Galactus Silver Surfer

Galactus is a cosmic villain (sometimes anti-hero), an apocalyptic icon, and an eternally SEO-friendly search term. His motivation for eating planets stems both from personal hunger and a greater mission to balance the universe. His antagonists are "celestial" titans even taller than himself, as well as the human-sized Marvel denizens. His stoic, lonely odyssey could discover any number of alien civilizations before approaching Earth as a potential cliffhanger. Advancements in visual effects technology and artistry ought to be able to overcome the big guy's somewhat odd portrayal in 2007's Fantastic Four: Rise of the Silver Surfer.

Dazzler

The MCU hasn't truly made a musical yet, although the mutant pop star Dazzler has made cameo appearances in two X-Men films. Alison Blaire embodies a musician's journey, celebrity drama, a visually-thrilling superpower enabling lasers and holograms, and a variety of fabulous costumes. A Hailee Steinfeld kind of role, perhaps.
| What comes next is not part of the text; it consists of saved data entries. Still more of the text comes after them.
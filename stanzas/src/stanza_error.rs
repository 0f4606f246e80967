// This Source Code Form is subject to the terms of the Mozilla Public
// License, v. 2.0. If a copy of the MPL was not distributed with this
// file, You can obtain one at http://mozilla.org/MPL/2.0/.

use crate::ns;
use crate::util::error::Error;
use crate::Element;
use quill_jid::Jid;
use std::collections::BTreeMap;
use std::convert::TryFrom;

generate_attribute!(
    /// The type of the error.
    ErrorType, "type", {
        /// Retry after providing credentials.
        Auth => "auth",

        /// Do not retry (the error cannot be remedied).
        Cancel => "cancel",

        /// Proceed (the condition was only a warning).
        Continue => "continue",

        /// Retry after changing the data sent.
        Modify => "modify",

        /// Retry after waiting (the error is temporary).
        Wait => "wait",
    }
);

generate_element_enum!(
    /// List of valid error conditions.
    DefinedCondition, "condition", XMPP_STANZAS, {
        /// The sender has sent a stanza containing XML that does not conform
        /// to the appropriate schema or that cannot be processed.
        BadRequest => "bad-request",

        /// Access cannot be granted because an existing resource exists with
        /// the same name or address.
        Conflict => "conflict",

        /// The feature represented in the XML stanza is not implemented by
        /// the intended recipient or an intermediate server.
        FeatureNotImplemented => "feature-not-implemented",

        /// The requesting entity does not possess the necessary permissions
        /// to perform an action that only certain authorized roles or
        /// individuals are allowed to complete.
        Forbidden => "forbidden",

        /// The recipient or server can no longer be contacted at this
        /// address, typically on a permanent basis.
        Gone => "gone",

        /// The server has experienced a misconfiguration or other internal
        /// error that prevents it from processing the stanza.
        InternalServerError => "internal-server-error",

        /// The addressed JID or item requested cannot be found.
        ItemNotFound => "item-not-found",

        /// The sending entity has provided or communicated an XMPP address or
        /// aspect thereof that violates the address format rules.
        JidMalformed => "jid-malformed",

        /// The recipient or server understands the request but cannot process
        /// it because the request does not meet its criteria.
        NotAcceptable => "not-acceptable",

        /// The recipient or server does not allow any entity to perform the
        /// action.
        NotAllowed => "not-allowed",

        /// The sender needs to provide credentials before being allowed to
        /// perform the action, or has provided improper credentials.
        NotAuthorized => "not-authorized",

        /// The entity has violated some local service policy.
        PolicyViolation => "policy-violation",

        /// The intended recipient is temporarily unavailable.
        RecipientUnavailable => "recipient-unavailable",

        /// The recipient or server is redirecting requests for this
        /// information to another entity, typically in a temporary fashion.
        Redirect => "redirect",

        /// The requesting entity is not authorized to access the requested
        /// service because prior registration is necessary.
        RegistrationRequired => "registration-required",

        /// A remote server or service specified as part or all of the JID of
        /// the intended recipient does not exist or cannot be resolved.
        RemoteServerNotFound => "remote-server-not-found",

        /// A remote server or service was resolved but communications could
        /// not be established within a reasonable amount of time.
        RemoteServerTimeout => "remote-server-timeout",

        /// The server or recipient is busy or lacks the system resources
        /// necessary to service the request.
        ResourceConstraint => "resource-constraint",

        /// The server or recipient does not currently provide the requested
        /// service.
        ServiceUnavailable => "service-unavailable",

        /// The requesting entity is not authorized to access the requested
        /// service because a prior subscription is necessary.
        SubscriptionRequired => "subscription-required",

        /// The error condition is not one of those defined by the other
        /// conditions in this list.
        UndefinedCondition => "undefined-condition",

        /// The recipient or server understood the request but was not
        /// expecting it at this time.
        UnexpectedRequest => "unexpected-request",
    }
);

type Lang = String;

/// The representation of a stanza error.
#[derive(Debug, Clone, PartialEq)]
pub struct StanzaError {
    /// The type of this error.
    pub type_: ErrorType,

    /// The JID of the entity who set this error.
    pub by: Option<Jid>,

    /// One of the defined conditions for this error to happen.
    pub defined_condition: DefinedCondition,

    /// Human-readable description of this error.
    pub texts: BTreeMap<Lang, String>,

    /// A protocol-specific extension for this error.
    pub other: Option<Element>,
}

impl StanzaError {
    /// Create a new `<error/>` with the according content.
    pub fn new<L, T>(
        type_: ErrorType,
        defined_condition: DefinedCondition,
        lang: L,
        text: T,
    ) -> StanzaError
    where
        L: Into<Lang>,
        T: Into<String>,
    {
        StanzaError {
            type_,
            by: None,
            defined_condition,
            texts: {
                let mut map = BTreeMap::new();
                map.insert(lang.into(), text.into());
                map
            },
            other: None,
        }
    }
}

impl TryFrom<Element> for StanzaError {
    type Error = Error;

    fn try_from(elem: Element) -> Result<StanzaError, Error> {
        check_self!(elem, "error", DEFAULT_NS);
        check_no_unknown_attributes!(elem, "error", ["type", "by"]);

        let mut stanza_error = StanzaError {
            type_: get_attr!(elem, "type", Required),
            by: get_attr!(elem, "by", Option),
            defined_condition: DefinedCondition::UndefinedCondition,
            texts: BTreeMap::new(),
            other: None,
        };
        let mut defined_condition = None;

        for child in elem.children() {
            if child.is("text", ns::XMPP_STANZAS) {
                check_no_children!(child, "text");
                check_no_unknown_attributes!(child, "text", ["xml:lang"]);
                let lang = get_attr!(child, "xml:lang", Default);
                if stanza_error.texts.insert(lang, child.text()).is_some() {
                    return Err(Error::ParseError(
                        "Text element present twice for the same xml:lang.",
                    ));
                }
            } else if child.has_ns(ns::XMPP_STANZAS) {
                if defined_condition.is_some() {
                    return Err(Error::ParseError(
                        "Error must not have more than one defined-condition.",
                    ));
                }
                let condition = DefinedCondition::try_from(child.clone())?;
                defined_condition = Some(condition);
            } else {
                if stanza_error.other.is_some() {
                    return Err(Error::ParseError(
                        "Error must not have more than one other element.",
                    ));
                }
                stanza_error.other = Some(child.clone());
            }
        }
        stanza_error.defined_condition =
            defined_condition.ok_or(Error::ParseError("Error must have a defined-condition."))?;

        Ok(stanza_error)
    }
}

impl From<StanzaError> for Element {
    fn from(err: StanzaError) -> Element {
        Element::builder("error", ns::DEFAULT_NS)
            .attr("type", err.type_)
            .attr("by", err.by)
            .append(err.defined_condition)
            .append_all(err.texts.into_iter().map(|(lang, text)| {
                Element::builder("text", ns::XMPP_STANZAS)
                    .attr("xml:lang", lang)
                    .append(text)
            }))
            .append_all(err.other)
            .build()
    }
}
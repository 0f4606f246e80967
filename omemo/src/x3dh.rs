// This Source Code Form is subject to the terms of the Mozilla Public
// License, v. 2.0. If a copy of the MPL was not distributed with this
// file, You can obtain one at http://mozilla.org/MPL/2.0/.

//! Extended Triple Diffie-Hellman key agreement.
//!
//! Both sides combine long-term identity keys, the responder's medium-term
//! signed pre-key, the initiator's ephemeral key and optionally a one-time
//! pre-key into the same 32-byte session secret.

use hkdf::Hkdf;
use rand::rngs::OsRng;
use sha2::Sha256;
use x25519_dalek::{PublicKey, StaticSecret};
use zeroize::Zeroizing;

use crate::bundle::Bundle;
use crate::error::Error;
use crate::keys::{ed_public_to_x25519, IdentityKeyPair, KEY_LEN};

const X3DH_INFO: &[u8] = b"OMEMO X3DH";

/// What the initiator obtains from the agreement.
pub struct InitiatorKeys {
    /// The shared session secret.
    pub shared_key: [u8; KEY_LEN],
    /// The public half of the ephemeral key, sent to the responder.
    pub ephemeral_key: [u8; KEY_LEN],
    /// The id of the consumed one-time pre-key, if one was used.
    pub used_pre_key: Option<u32>,
}

fn kdf(ikm: &[u8]) -> [u8; KEY_LEN] {
    let salt = [0u8; KEY_LEN];
    let hkdf = Hkdf::<Sha256>::new(Some(&salt), ikm);
    let mut shared_key = [0u8; KEY_LEN];
    hkdf.expand(X3DH_INFO, &mut shared_key)
        .expect("32 bytes is a valid HKDF output length");
    shared_key
}

/// Runs the initiator side against a fetched bundle.
///
/// The bundle's signed pre-key signature is verified first; the first
/// published one-time pre-key, if any, is consumed.
pub fn initiate(identity: &IdentityKeyPair, bundle: &Bundle) -> Result<InitiatorKeys, Error> {
    bundle.verify()?;

    let ephemeral = StaticSecret::random_from_rng(OsRng);
    let ephemeral_public = PublicKey::from(&ephemeral);

    let their_identity = PublicKey::from(ed_public_to_x25519(&bundle.identity_key)?);
    let their_spk = PublicKey::from(bundle.signed_pre_key);

    let dh1 = identity.to_x25519().diffie_hellman(&their_spk);
    let dh2 = ephemeral.diffie_hellman(&their_identity);
    let dh3 = ephemeral.diffie_hellman(&their_spk);

    let mut ikm = Zeroizing::new(Vec::with_capacity(KEY_LEN * 6));
    ikm.extend_from_slice(&[0xFF; KEY_LEN]);
    ikm.extend_from_slice(dh1.as_bytes());
    ikm.extend_from_slice(dh2.as_bytes());
    ikm.extend_from_slice(dh3.as_bytes());

    let used_pre_key = match bundle.pre_keys.first() {
        Some(pre_key) => {
            let dh4 = ephemeral.diffie_hellman(&PublicKey::from(pre_key.public));
            ikm.extend_from_slice(dh4.as_bytes());
            Some(pre_key.id)
        }
        None => None,
    };

    Ok(InitiatorKeys {
        shared_key: kdf(&ikm),
        ephemeral_key: ephemeral_public.to_bytes(),
        used_pre_key,
    })
}

/// Runs the responder side from the initiator's public material and our
/// stored private pre-keys.
pub fn respond(
    identity: &IdentityKeyPair,
    their_identity_key: &[u8; KEY_LEN],
    their_ephemeral_key: &[u8; KEY_LEN],
    signed_pre_key: &StaticSecret,
    one_time_pre_key: Option<&StaticSecret>,
) -> Result<[u8; KEY_LEN], Error> {
    let their_identity = PublicKey::from(ed_public_to_x25519(their_identity_key)?);
    let their_ephemeral = PublicKey::from(*their_ephemeral_key);

    let dh1 = signed_pre_key.diffie_hellman(&their_identity);
    let dh2 = identity.to_x25519().diffie_hellman(&their_ephemeral);
    let dh3 = signed_pre_key.diffie_hellman(&their_ephemeral);

    let mut ikm = Zeroizing::new(Vec::with_capacity(KEY_LEN * 6));
    ikm.extend_from_slice(&[0xFF; KEY_LEN]);
    ikm.extend_from_slice(dh1.as_bytes());
    ikm.extend_from_slice(dh2.as_bytes());
    ikm.extend_from_slice(dh3.as_bytes());

    if let Some(pre_key) = one_time_pre_key {
        let dh4 = pre_key.diffie_hellman(&their_ephemeral);
        ikm.extend_from_slice(dh4.as_bytes());
    }

    Ok(kdf(&ikm))
}

#[cfg(test)]
mod tests {
    use super::*;
    use crate::bundle::PreKey;

    fn bundle_with_pre_keys(
        identity: &IdentityKeyPair,
        count: usize,
    ) -> (Bundle, StaticSecret, Vec<StaticSecret>) {
        let spk = StaticSecret::random_from_rng(OsRng);
        let spk_public = PublicKey::from(&spk).to_bytes();
        let pre_key_secrets: Vec<StaticSecret> = (0..count)
            .map(|_| StaticSecret::random_from_rng(OsRng))
            .collect();
        let pre_keys = pre_key_secrets
            .iter()
            .enumerate()
            .map(|(i, secret)| PreKey {
                id: i as u32 + 1,
                public: PublicKey::from(secret).to_bytes(),
            })
            .collect();
        let bundle = Bundle {
            identity_key: identity.public(),
            signed_pre_key_id: 1,
            signed_pre_key: spk_public,
            signed_pre_key_signature: identity.sign(&spk_public),
            pre_keys,
        };
        (bundle, spk, pre_key_secrets)
    }

    #[test]
    fn both_sides_derive_the_same_secret() {
        let alice = IdentityKeyPair::generate();
        let bob = IdentityKeyPair::generate();
        let (bundle, spk, pre_keys) = bundle_with_pre_keys(&bob, 3);

        let initiator = initiate(&alice, &bundle).unwrap();
        assert_eq!(initiator.used_pre_key, Some(1));

        let responder = respond(
            &bob,
            &alice.public(),
            &initiator.ephemeral_key,
            &spk,
            Some(&pre_keys[0]),
        )
        .unwrap();
        assert_eq!(initiator.shared_key, responder);
    }

    #[test]
    fn agreement_without_one_time_pre_key() {
        let alice = IdentityKeyPair::generate();
        let bob = IdentityKeyPair::generate();
        let (bundle, spk, _) = bundle_with_pre_keys(&bob, 0);

        let initiator = initiate(&alice, &bundle).unwrap();
        assert_eq!(initiator.used_pre_key, None);

        let responder =
            respond(&bob, &alice.public(), &initiator.ephemeral_key, &spk, None).unwrap();
        assert_eq!(initiator.shared_key, responder);
    }

    #[test]
    fn tampered_bundle_signature_aborts() {
        let alice = IdentityKeyPair::generate();
        let bob = IdentityKeyPair::generate();
        let (mut bundle, _spk, _) = bundle_with_pre_keys(&bob, 1);
        bundle.signed_pre_key_signature[0] ^= 0x01;
        assert!(matches!(
            initiate(&alice, &bundle),
            Err(Error::InvalidSignature)
        ));
    }

    #[test]
    fn wrong_pre_key_yields_a_different_secret() {
        let alice = IdentityKeyPair::generate();
        let bob = IdentityKeyPair::generate();
        let (bundle, spk, pre_keys) = bundle_with_pre_keys(&bob, 2);

        let initiator = initiate(&alice, &bundle).unwrap();
        let responder = respond(
            &bob,
            &alice.public(),
            &initiator.ephemeral_key,
            &spk,
            Some(&pre_keys[1]),
        )
        .unwrap();
        assert_ne!(initiator.shared_key, responder);
    }
}
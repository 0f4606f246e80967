// This Source Code Form is subject to the terms of the Mozilla Public
// License, v. 2.0. If a copy of the MPL was not distributed with this
// file, You can obtain one at http://mozilla.org/MPL/2.0/.

//! This crate provides a framework for SASL authentication and a few
//! authentication mechanisms.
//!
//! The client side implements PLAIN, EXTERNAL, ANONYMOUS and the
//! SCRAM-SHA-{1,256,512} family including the `-PLUS` channel-binding
//! variants; the server side implements PLAIN, ANONYMOUS and SCRAM
//! validation against PBKDF2-derived secrets.
//!
//! # Examples
//!
//! ```rust
//! use quill_sasl::client::mechanisms::Plain;
//! use quill_sasl::client::Mechanism;
//! use quill_sasl::common::Credentials;
//!
//! let creds = Credentials::default()
//!     .with_username("user")
//!     .with_password("pencil");
//!
//! let mut mechanism = Plain::from_credentials(creds).unwrap();
//!
//! let initial_data = mechanism.initial();
//!
//! assert_eq!(initial_data, b"\0user\0pencil");
//! ```
//!
//! You may look at the tests of `client/mechanisms/scram.rs` for examples of
//! more advanced usage.

mod error;

pub use crate::error::Error;

pub mod client;
pub mod common;
pub mod secret;
pub mod server;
Although a series with Tigra & Dazzler is/was a perfectly good idea, a feature-length musical tracking Dazzler's stylistic evolution from disco to synth-pop to stripped-down acoustic renditions of previous hits while lasing Sentinels in every era could be a great idea.

Karma

Karma X-Men New Mutants

The much-delayed New Mutants film seems to lack Karma, arguably the founding member of the New Mutants. Karma's empathic-possession power would lend itself to a mind-control power-dynamic psychodrama in the vein of Jessica Jones Season 1. She is Vietnamese-American, queer, and navigated one of the most bizarre body-dysmorphia storylines in Marvel Comics history.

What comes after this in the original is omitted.